• [TASK BRIEF]: In the listing below, locate the lines bearing the word "Upstream". Copy every one of them.

|---|

use axum::{
    http::StatusCode,
    response::{IntoResponse, Response},
    Json,
};
use serde_json::json;
use std::sync::Arc;
use thiserror::Error;
use tracing::error;

use crate::auth::IdentityConfig;
use crate::opponents::{OpponentError, OpponentRepository};
use crate::stats::{StatsError, StatsService};

/// Shared application state containing all dependencies
#[derive(Clone)]
pub struct AppState {
    pub stats_service: Arc<StatsService>,
    pub opponent_repository: Arc<dyn OpponentRepository>,
    pub identity: IdentityConfig,
}

impl AppState {
    pub fn new(
        stats_service: Arc<StatsService>,
        opponent_repository: Arc<dyn OpponentRepository>,
        identity: IdentityConfig,
    ) -> Self {
        Self {
            stats_service,
            opponent_repository,
            identity,
        }
    }
}

#[derive(Error, Debug)]
pub enum AppError {
    #[error("Unauthorized: {0}")]
    Unauthorized(String),

    #[error("Bad request: {0}")]
    BadRequest(String),

    #[error("Database error: {0}")]
    DatabaseError(String),

    #[error("Not found: {0}")]
    NotFound(String),

    #[error("Internal server error")]
    Internal,
}

impl IntoResponse for AppError {
    fn into_response(self) -> Response {
        let (status, error_message) = match self {
            AppError::Unauthorized(msg) => (StatusCode::UNAUTHORIZED, msg),
            AppError::BadRequest(msg) => (StatusCode::BAD_REQUEST, msg),
            AppError::DatabaseError(msg) => {
                error!(error = %msg, "Request failed on storage");
                (
                    StatusCode::INTERNAL_SERVER_ERROR,
                    "Database error".to_string(),
                )
            }
            AppError::NotFound(msg) => (StatusCode::NOT_FOUND, msg),
            AppError::Internal => (
                StatusCode::INTERNAL_SERVER_ERROR,
                "Internal server error".to_string(),
            ),
        };

        let body = Json(json!({
            "error": error_message
        }));

        (status, body).into_response()
    }
}

impl From<StatsError> for AppError {
    fn from(err: StatsError) -> Self {
        match err {
            StatsError::NotFound(player_id) => {
                AppError::NotFound(format!("No statistics for player {player_id}"))
            }
            StatsError::Repository(msg) => AppError::DatabaseError(msg),
            StatsError::Upstream(msg) => {
                error!(error = %msg, "Upstream failure surfaced to HTTP");
                AppError::Internal
            }
        }
    }
}

impl From<OpponentError> for AppError {
    fn from(err: OpponentError) -> Self {
        match err {
            OpponentError::Repository(msg) => AppError::DatabaseError(msg),
            OpponentError::SelfPair => AppError::BadRequest(OpponentError::SelfPair.to_string()),
            OpponentError::Upstream(msg) => {
                error!(error = %msg, "Upstream failure surfaced to HTTP");
                AppError::Internal
            }
        }
    }
}
// "Games played together" counters between pairs of players

mod errors;
pub mod event_subscriber;
pub mod handlers;
pub mod models;
pub mod repository;

pub use errors::OpponentError;
pub use event_subscriber::OpponentEventSubscriber;
pub use models::{unique_pairs, CanonicalPair, Opponent, OpponentCount};
pub use repository::{InMemoryOpponentRepository, OpponentRepository, PostgresOpponentRepository};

|---|

• [SOLUTION TO THIS PROBLEM]:
            StatsError::Upstream(msg) => {
                error!(error = %msg, "Upstream failure surfaced to HTTP");
            OpponentError::Upstream(msg) => {
                error!(error = %msg, "Upstream failure surfaced to HTTP");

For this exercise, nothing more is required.